## Exercise aim:
Copy exactly the lines of the material below that run from the one containing "impl From<Algorithm> for" through the one containing "#[cfg(test)]". Copy no other lines.

## Provided entries:
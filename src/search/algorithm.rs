//! Selecting a search algorithm by name.

use std::{fmt, str::FromStr};

use log::debug;
use serde::{Deserialize, Serialize};

use super::{
    heuristic::Heuristic,
    informed, local,
    problem::{Cost, Problem, Solution},
    uninformed,
};

/// Every graph search the crate offers.
///
/// Configuration files use the same names and aliases as the command line.
#[derive(Debug, Clone, Copy, PartialEq, Eq, Hash, Default, Serialize, Deserialize)]
#[serde(into = "String", try_from = "String")]
pub enum Algorithm {
    DepthFirst,
    #[default]
    BreadthFirst,
    UniformCost,
    DepthLimited,
    IterativeDeepening,
    GreedyBestFirst,
    AStar,
    HillClimbing,
    IterativeDeepeningAStar,
    LocalHillClimbing,
}

/// Tuning knobs for the bounded algorithms.
#[derive(Debug, Clone, Copy, PartialEq)]
pub struct Limits {
    /// Depth bound for [`Algorithm::DepthLimited`].
    pub depth: usize,
    /// Cost budget for [`Algorithm::IterativeDeepeningAStar`].
    pub cost: Cost,
}

impl Default for Limits {
    fn default() -> Self {
        Self {
            depth: 10,
            cost: f64::INFINITY,
        }
    }
}

impl Algorithm {
    pub const ALL: [Algorithm; 10] = [
        Algorithm::DepthFirst,
        Algorithm::BreadthFirst,
        Algorithm::UniformCost,
        Algorithm::DepthLimited,
        Algorithm::IterativeDeepening,
        Algorithm::GreedyBestFirst,
        Algorithm::AStar,
        Algorithm::HillClimbing,
        Algorithm::IterativeDeepeningAStar,
        Algorithm::LocalHillClimbing,
    ];

    pub fn as_str(self) -> &'static str {
        match self {
            Algorithm::DepthFirst => "dfs",
            Algorithm::BreadthFirst => "bfs",
            Algorithm::UniformCost => "ucs",
            Algorithm::DepthLimited => "dls",
            Algorithm::IterativeDeepening => "ids",
            Algorithm::GreedyBestFirst => "greedy",
            Algorithm::AStar => "a-star",
            Algorithm::HillClimbing => "hill-climbing",
            Algorithm::IterativeDeepeningAStar => "ida-star",
            Algorithm::LocalHillClimbing => "local",
        }
    }

    /// Whether the algorithm consults a heuristic.
    pub fn is_informed(self) -> bool {
        matches!(
            self,
            Algorithm::GreedyBestFirst
                | Algorithm::AStar
                | Algorithm::HillClimbing
                | Algorithm::IterativeDeepeningAStar
        )
    }

    /// Run this algorithm. Uninformed algorithms ignore `heuristic`.
    pub fn run<P, H>(
        self,
        problem: &P,
        start: &P::State,
        goal: &P::State,
        heuristic: &H,
        limits: Limits,
    ) -> Solution<P::State>
    where
        P: Problem,
        H: Heuristic<P::State>,
    {
        debug!("running {self} from {start:?} to {goal:?}");
        match self {
            Algorithm::DepthFirst => uninformed::depth_first(problem, start, goal),
            Algorithm::BreadthFirst => uninformed::breadth_first(problem, start, goal),
            Algorithm::UniformCost => uninformed::uniform_cost(problem, start, goal),
            Algorithm::DepthLimited => {
                let (outcome, stats) =
                    uninformed::depth_limited_with_stats(problem, start, goal, limits.depth);
                Solution {
                    path: outcome.into_path(),
                    stats,
                }
            }
            Algorithm::IterativeDeepening => uninformed::iterative_deepening(problem, start, goal),
            Algorithm::GreedyBestFirst => {
                informed::greedy_best_first(problem, start, goal, heuristic)
            }
            Algorithm::AStar => informed::a_star(problem, start, goal, heuristic),
            Algorithm::HillClimbing => informed::hill_climbing(problem, start, goal, heuristic),
            Algorithm::IterativeDeepeningAStar => {
                informed::iterative_deepening_a_star(problem, start, goal, heuristic, limits.cost)
            }
            Algorithm::LocalHillClimbing => local::hill_climbing(problem, start, goal),
        }
    }
}

impl fmt::Display for Algorithm {
    fn fmt(&self, f: &mut fmt::Formatter<'_>) -> fmt::Result {
        f.write_str(self.as_str())
    }
}

impl FromStr for Algorithm {
    type Err = crate::Error;

    fn from_str(s: &str) -> Result<Self, Self::Err> {
        let normalised = s.trim().to_ascii_lowercase().replace(['_', ' '], "-");
        let alias = match normalised.as_str() {
            "a*" | "astar" => "a-star",
            "ida*" | "idastar" => "ida-star",
            "greedy-bfs" | "greedy-best-first" => "greedy",
            "hill" | "hillclimbing" => "hill-climbing",
            "local-search" => "local",
            other => other,
        };
        Self::ALL
            .into_iter()
            .find(|a| a.as_str() == alias)
            .ok_or_else(|| crate::Error::UnknownAlgorithm {
                input: s.to_string(),
                expected: Self::ALL.map(Algorithm::as_str).join(", "),
            })
    }
}

impl From<Algorithm> for String {
    fn from(algorithm: Algorithm) -> Self {
        algorithm.as_str().to_string()
    }
}

impl TryFrom<String> for Algorithm {
    type Error = crate::Error;

    fn try_from(name: String) -> Result<Self, Self::Error> {
        name.parse()
    }
}

#[cfg(test)]
mod tests {
    use super::*;
    use crate::search::{GraphProblem, NamedHeuristic};

    #[test]
    fn names_round_trip() {
        for algorithm in Algorithm::ALL {
            assert_eq!(algorithm.as_str().parse::<Algorithm>().unwrap(), algorithm);
        }
        assert_eq!("A*".parse::<Algorithm>().unwrap(), Algorithm::AStar);
        assert_eq!("Greedy BFS".parse::<Algorithm>().unwrap(), Algorithm::GreedyBestFirst);
        assert!("beam".parse::<Algorithm>().is_err());
    }

    #[test]
    fn serde_uses_command_line_names() {
        for algorithm in Algorithm::ALL {
            let json = serde_json::to_string(&algorithm).unwrap();
            assert_eq!(json, format!("\"{}\"", algorithm.as_str()));
            assert_eq!(serde_json::from_str::<Algorithm>(&json).unwrap(), algorithm);
        }
        let aliased: Algorithm = serde_json::from_str(r#""IDA*""#).unwrap();
        assert_eq!(aliased, Algorithm::IterativeDeepeningAStar);
        assert!(serde_json::from_str::<Algorithm>(r#""iterative-deepening-a-star""#).is_err());
    }

    #[test]
    fn depth_limited_reports_its_work() {
        let graph = GraphProblem::parse("A -> B\nB -> C\nC -> D").unwrap();
        let solution = Algorithm::DepthLimited.run(
            &graph,
            &"A".into(),
            &"D".into(),
            &NamedHeuristic::IsGoal,
            Limits::default(),
        );
        assert!(solution.found());
        assert_eq!(solution.stats.expanded, 3);
        assert!(solution.stats.generated >= 3);
    }

    #[test]
    fn every_complete_algorithm_reaches_the_goal() {
        let graph = GraphProblem::parse("A -> B : 1\nA -> C : 4\nB -> C : 1\nC -> D : 1").unwrap();
        let complete = [
            Algorithm::DepthFirst,
            Algorithm::BreadthFirst,
            Algorithm::UniformCost,
            Algorithm::DepthLimited,
            Algorithm::IterativeDeepening,
            Algorithm::GreedyBestFirst,
            Algorithm::AStar,
            Algorithm::IterativeDeepeningAStar,
        ];
        for algorithm in complete {
            let solution = algorithm.run(
                &graph,
                &"A".into(),
                &"D".into(),
                &NamedHeuristic::IsGoal,
                Limits::default(),
            );
            assert!(solution.found(), "{algorithm} found no path");
            assert_eq!(solution.path.last().map(String::as_str), Some("D"));
            assert!(solution.path.is_connected(&graph));
        }
    }
}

## Result of the task:
impl From<Algorithm> for String {
    fn from(algorithm: Algorithm) -> Self {
        algorithm.as_str().to_string()
    }
}

impl TryFrom<String> for Algorithm {
    type Error = crate::Error;

    fn try_from(name: String) -> Result<Self, Self::Error> {
        name.parse()
    }
}

#[cfg(test)]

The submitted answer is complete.